Supplied material.
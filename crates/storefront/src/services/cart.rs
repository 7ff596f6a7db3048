//! Account carts.

use fashion_store_core::wire::AddToCartRequest;
use fashion_store_core::{Cart, LineId, NewCartLine, ProductRef, QuantityChange, UserId};
use sqlx::PgPool;
use tracing::{info, instrument};

use super::catalog::{hydrate_cart, require_active, require_variant};
use super::{CartServiceError, load_document, update_document};
use crate::db::products::ProductRepository;

/// Cart operations for one signed-in user. Every result is hydrated.
pub struct CartService<'a> {
    pool: &'a PgPool,
    products: ProductRepository<'a>,
    user: UserId,
}

impl<'a> CartService<'a> {
    #[must_use]
    pub const fn new(pool: &'a PgPool, user: UserId) -> Self {
        Self {
            pool,
            products: ProductRepository::new(pool),
            user,
        }
    }

    /// The cart, created empty on first access.
    ///
    /// # Errors
    ///
    /// Returns `CartServiceError::Repository` on database failure.
    pub async fn get(&self) -> Result<Cart, CartServiceError> {
        let mut cart: Cart = load_document(self.pool, self.user).await?;
        hydrate_cart(&self.products, &mut cart).await?;
        Ok(cart)
    }

    /// Add a line, merging into an existing line for the same product,
    /// size and colour name.
    ///
    /// # Errors
    ///
    /// `Invalid` for a bad quantity or a variant the product does not offer,
    /// `ProductNotFound` for an unknown or inactive product.
    #[instrument(skip(self, request), fields(user_id = %self.user, product_id = %request.product_id))]
    pub async fn add(&self, request: AddToCartRequest) -> Result<Cart, CartServiceError> {
        let line = NewCartLine {
            product: ProductRef::from(request.product_id),
            quantity: request.quantity,
            size: request.size,
            color: request.color,
        };
        line.validate()?;

        let product = require_active(&self.products, request.product_id).await?;
        require_variant(&product, &line.size, &line.color)?;

        let (mut cart, item_id) = update_document(self.pool, self.user, |cart: &mut Cart| {
            Ok(cart.add_line(line.clone(), LineId::generate)?)
        })
        .await?;

        info!(%item_id, quantity = line.quantity, "Added to cart");
        hydrate_cart(&self.products, &mut cart).await?;
        Ok(cart)
    }

    /// Set a line's quantity; zero or less removes it.
    ///
    /// # Errors
    ///
    /// `LineNotFound` if the line is not in the cart.
    #[instrument(skip(self), fields(user_id = %self.user))]
    pub async fn update_quantity(&self, item: LineId, quantity: i64) -> Result<Cart, CartServiceError> {
        let (mut cart, change) = update_document(self.pool, self.user, |cart: &mut Cart| {
            Ok(cart.update_quantity(item, quantity)?)
        })
        .await?;

        if change == QuantityChange::Removed {
            info!(%item, "Cart line removed by quantity update");
        }
        hydrate_cart(&self.products, &mut cart).await?;
        Ok(cart)
    }

    /// # Errors
    ///
    /// `LineNotFound` if the line is not in the cart.
    #[instrument(skip(self), fields(user_id = %self.user))]
    pub async fn remove(&self, item: LineId) -> Result<Cart, CartServiceError> {
        let (mut cart, ()) = update_document(self.pool, self.user, |cart: &mut Cart| {
            if cart.remove_line(item) {
                Ok(())
            } else {
                Err(CartServiceError::LineNotFound(item))
            }
        })
        .await?;

        hydrate_cart(&self.products, &mut cart).await?;
        Ok(cart)
    }

    /// # Errors
    ///
    /// Returns `CartServiceError::Repository` on database failure.
    #[instrument(skip(self), fields(user_id = %self.user))]
    pub async fn clear(&self) -> Result<Cart, CartServiceError> {
        let (cart, ()) = update_document(self.pool, self.user, |cart: &mut Cart| {
            cart.clear();
            Ok(())
        })
        .await?;
        Ok(cart)
    }
}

Exercise objective. Output the full listing exactly as it stands.

Exercise result.
filename crates/storefront/src/services/cart.rs
repository 7ff596f6a7db3048
//! Account carts.

use fashion_store_core::wire::AddToCartRequest;
use fashion_store_core::{Cart, LineId, NewCartLine, ProductRef, QuantityChange, UserId};
use sqlx::PgPool;
use tracing::{info, instrument};

use super::catalog::{hydrate_cart, require_active, require_variant};
use super::{CartServiceError, load_document, update_document};
use crate::db::products::ProductRepository;

/// Cart operations for one signed-in user. Every result is hydrated.
pub struct CartService<'a> {
    pool: &'a PgPool,
    products: ProductRepository<'a>,
    user: UserId,
}

impl<'a> CartService<'a> {
    #[must_use]
    pub const fn new(pool: &'a PgPool, user: UserId) -> Self {
        Self {
            pool,
            products: ProductRepository::new(pool),
            user,
        }
    }

    /// The cart, created empty on first access.
    ///
    /// # Errors
    ///
    /// Returns `CartServiceError::Repository` on database failure.
    pub async fn get(&self) -> Result<Cart, CartServiceError> {
        let mut cart: Cart = load_document(self.pool, self.user).await?;
        hydrate_cart(&self.products, &mut cart).await?;
        Ok(cart)
    }

    /// Add a line, merging into an existing line for the same product,
    /// size and colour name.
    ///
    /// # Errors
    ///
    /// `Invalid` for a bad quantity or a variant the product does not offer,
    /// `ProductNotFound` for an unknown or inactive product.
    #[instrument(skip(self, request), fields(user_id = %self.user, product_id = %request.product_id))]
    pub async fn add(&self, request: AddToCartRequest) -> Result<Cart, CartServiceError> {
        let line = NewCartLine {
            product: ProductRef::from(request.product_id),
            quantity: request.quantity,
            size: request.size,
            color: request.color,
        };
        line.validate()?;

        let product = require_active(&self.products, request.product_id).await?;
        require_variant(&product, &line.size, &line.color)?;

        let (mut cart, item_id) = update_document(self.pool, self.user, |cart: &mut Cart| {
            Ok(cart.add_line(line.clone(), LineId::generate)?)
        })
        .await?;

        info!(%item_id, quantity = line.quantity, "Added to cart");
        hydrate_cart(&self.products, &mut cart).await?;
        Ok(cart)
    }

    /// Set a line's quantity; zero or less removes it.
    ///
    /// # Errors
    ///
    /// `LineNotFound` if the line is not in the cart.
    #[instrument(skip(self), fields(user_id = %self.user))]
    pub async fn update_quantity(&self, item: LineId, quantity: i64) -> Result<Cart, CartServiceError> {
        let (mut cart, change) = update_document(self.pool, self.user, |cart: &mut Cart| {
            Ok(cart.update_quantity(item, quantity)?)
        })
        .await?;

        if change == QuantityChange::Removed {
            info!(%item, "Cart line removed by quantity update");
        }
        hydrate_cart(&self.products, &mut cart).await?;
        Ok(cart)
    }

    /// # Errors
    ///
    /// `LineNotFound` if the line is not in the cart.
    #[instrument(skip(self), fields(user_id = %self.user))]
    pub async fn remove(&self, item: LineId) -> Result<Cart, CartServiceError> {
        let (mut cart, ()) = update_document(self.pool, self.user, |cart: &mut Cart| {
            if cart.remove_line(item) {
                Ok(())
            } else {
                Err(CartServiceError::LineNotFound(item))
            }
        })
        .await?;

        hydrate_cart(&self.products, &mut cart).await?;
        Ok(cart)
    }

    /// # Errors
    ///
    /// Returns `CartServiceError::Repository` on database failure.
    #[instrument(skip(self), fields(user_id = %self.user))]
    pub async fn clear(&self) -> Result<Cart, CartServiceError> {
        let (cart, ()) = update_document(self.pool, self.user, |cart: &mut Cart| {
            cart.clear();
            Ok(())
        })
        .await?;
        Ok(cart)
    }
}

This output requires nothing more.